L’affaire (n°20-20.648) avait déjà été à l’origine d’un contentieux devant les tribunaux. Mais la Cour d’appel avait écarté les enregistrements retranscrits, d’où la volonté de l’employeur de former un pourvoi en cassation. Sachant pourtant que, jusqu’alors, les juridictions civiles françaises retenaient comme irrecevable la production d’une preuve recueillie à l’insu de la personne mise en cause. Idem pour une preuve obtenue par une manœuvre ou un stratagème. Finalement, la “juridiction suprême” a décidé de changer de cap.

En effet, l’arrêt en cause retient que « l’illicéité ou la déloyauté dans l’obtention ou la production d’un moyen de preuve ne conduit pas nécessairement à l’écarter des débats » (paragraphe 12). Plus précisément, la Cour invite les juges à effectuer un véritable travail d’appréciation de l’opportunité de présentation des preuves par les parties.

Les critères à prendre en considération pour la Cour de cassation sont assez simples alors que les juges des juridictions inférieures devront dès à présent apprécier le caractère indispensable de la production des pièces, même obtenues de manière illicite ou déloyale.

Valable aussi pour le salarié

Au-delà du caractère indispensable, la violation du droit de la partie à qui l’on oppose des pièces devra être « strictement proportionnée au but poursuivi ».

Le Droit européen avait déjà ouvert la brèche et permis de dire recevable une preuve illicite avec les conditions d’indispensabilité et de proportionnalité ci-avant développés (CEDH, 10 octobre 2006, n°7508/02 et CEDH, 13 mai 2008, n°65087/01).

Pour en revenir au cas du salarié insultant, la décision de la Cour de cassation qui a cassé la décision de la Cour d’appel renvoie donc à une autre Cour d’appel l’affaire qui devra faire l’objet d’un nouveau débat sur le fond.

Dans ce cadre, la juridiction d’appel devra donc trancher quant au caractère indispensable des enregistrements effectués par l’employeur aux fins de prouver la faute grave du salarié, le cas échéant, se prononcer quant à la proportionnalité de l’atteinte aux droits du salarié.

« À notre sens, estiment les avocats de l’étude Jurislux, l’admission d’un tel moyen de preuve devrait nécessairement être acceptée par la Cour d’appel. »

Qui peut enregistrer qui ?

Même si a priori cette décision pourrait être assimilée à l’ouverture de la boîte de Pandore, en pratique elle semblerait intéressante à plusieurs égards.
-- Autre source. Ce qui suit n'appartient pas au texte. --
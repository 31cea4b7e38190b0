//! Client configuration

use std::time::Duration;

use serde::{Deserialize, Serialize};

use dnsmux_provider::{RefreshMode, RetryPolicy, SessionSettings};

use crate::error::{CoreError, CoreResult};

/// Knobs of a [`DnsClient`](crate::DnsClient).
///
/// Every field has a default, so a partial JSON document is enough:
///
/// ```rust
/// use dnsmux_core::ClientConfig;
///
/// let config = ClientConfig::from_json(r#"{ "maxRetries": 0 }"#)?;
/// assert_eq!(config.max_retries, 0);
/// assert_eq!(config.page_size, 100);
/// # Ok::<(), dnsmux_core::CoreError>(())
/// ```
#[derive(Debug, Clone, PartialEq, Eq, Serialize, Deserialize)]
#[serde(default, rename_all = "camelCase")]
pub struct ClientConfig {
    /// Lifetime of a derived vendor session, in seconds.
    pub session_ttl_secs: u64,
    /// Re-issues allowed after the first attempt of a vendor call.
    pub max_retries: u32,
    /// Wait before retrying a rate-limited call without a `retry_after` hint.
    pub min_rate_limit_delay_ms: u64,
    /// Upper bound on any rate-limit wait, in seconds.
    pub max_rate_limit_delay_secs: u64,
    /// Items per listing page, clamped to the adapter's maximum.
    pub page_size: u32,
    pub refresh_mode: RefreshMode,
}

impl Default for ClientConfig {
    fn default() -> Self {
        Self {
            session_ttl_secs: 60,
            max_retries: 1,
            min_rate_limit_delay_ms: 1000,
            max_rate_limit_delay_secs: 30,
            page_size: 100,
            refresh_mode: RefreshMode::Block,
        }
    }
}

impl ClientConfig {
    pub fn from_json(json: &str) -> CoreResult<Self> {
        let config: Self =
            serde_json::from_str(json).map_err(|e| CoreError::Config(e.to_string()))?;
        config.validate()?;
        Ok(config)
    }

    /// Reject settings no client can run with.
    pub fn validate(&self) -> CoreResult<()> {
        if self.session_ttl_secs == 0 {
            return Err(CoreError::Config("sessionTtlSecs must be positive".into()));
        }
        if self.page_size == 0 {
            return Err(CoreError::Config("pageSize must be positive".into()));
        }
        if self.min_rate_limit_delay() > self.max_rate_limit_delay() {
            return Err(CoreError::Config(
                "minRateLimitDelayMs exceeds maxRateLimitDelaySecs".into(),
            ));
        }
        Ok(())
    }

    pub fn session_ttl(&self) -> Duration {
        Duration::from_secs(self.session_ttl_secs)
    }

    pub fn min_rate_limit_delay(&self) -> Duration {
        Duration::from_millis(self.min_rate_limit_delay_ms)
    }

    pub fn max_rate_limit_delay(&self) -> Duration {
        Duration::from_secs(self.max_rate_limit_delay_secs)
    }

    pub fn retry_policy(&self) -> RetryPolicy {
        RetryPolicy {
            max_retries: self.max_retries,
            min_rate_limit_delay: self.min_rate_limit_delay(),
            max_rate_limit_delay: self.max_rate_limit_delay(),
        }
    }

    /// Page size no larger than what the adapter serves.
    pub fn page_size_for(&self, max_page_size: u32) -> u32 {
        if max_page_size == 0 {
            return self.page_size;
        }
        self.page_size.min(max_page_size)
    }

    /// Settings handed to the adapter's session cache.
    pub fn session_settings(&self) -> SessionSettings {
        SessionSettings {
            ttl: self.session_ttl(),
            refresh_mode: self.refresh_mode,
        }
    }
}

#[cfg(test)]
mod tests {
    use super::*;

    #[test]
    fn defaults() {
        let config = ClientConfig::default();
        assert_eq!(config.session_ttl(), Duration::from_secs(60));
        assert_eq!(config.retry_policy(), RetryPolicy::default());
        assert_eq!(config.refresh_mode, RefreshMode::Block);
        assert_eq!(config.session_settings(), SessionSettings::default());
    }

    #[test]
    fn partial_json_keeps_defaults() {
        let config =
            ClientConfig::from_json(r#"{ "refreshMode": "serveStale", "pageSize": 20 }"#).unwrap();
        assert_eq!(config.refresh_mode, RefreshMode::ServeStale);
        assert_eq!(config.page_size, 20);
        assert_eq!(config.max_retries, 1);
    }

    #[test]
    fn retry_policy_follows_config() {
        let config = ClientConfig {
            max_retries: 3,
            min_rate_limit_delay_ms: 250,
            max_rate_limit_delay_secs: 5,
            ..ClientConfig::default()
        };
        let policy = config.retry_policy();
        assert_eq!(policy.max_retries, 3);
        assert_eq!(policy.min_rate_limit_delay, Duration::from_millis(250));
        assert_eq!(policy.max_rate_limit_delay, Duration::from_secs(5));
    }

    #[test]
    fn rejects_unusable_settings() {
        assert!(matches!(
            ClientConfig::from_json(r#"{ "pageSize": 0 }"#),
            Err(CoreError::Config(_))
        ));
        let json = r#"{ "minRateLimitDelayMs": 60000, "maxRateLimitDelaySecs": 1 }"#;
        assert!(matches!(
            ClientConfig::from_json(json),
            Err(CoreError::Config(_))
        ));
        assert!(matches!(
            ClientConfig::from_json("{ not json"),
            Err(CoreError::Config(_))
        ));
    }

    #[test]
    fn page_size_is_clamped() {
        let config = ClientConfig::default();
        assert_eq!(config.page_size_for(25), 25);
        assert_eq!(config.page_size_for(500), 100);
        assert_eq!(config.page_size_for(0), 100);
    }
}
Tout d’abord, les juges disposeront toujours de la faculté, sur base des critères énoncés, d’écarter certaines preuves.

Ensuite, même si le cas d’espèce concerne des enregistrements effectués par l’employeur, cette décision est tout à fait transposable à l’inverse. Ainsi, un salarié harcelé par son employeur pourrait tout à fait prouver de tels faits par la production d’enregistrements retranscrits. De l’autre côté, les employeurs pourront plus facilement prouver des écarts de comportements non tolérables dans le cadre de l’entreprise.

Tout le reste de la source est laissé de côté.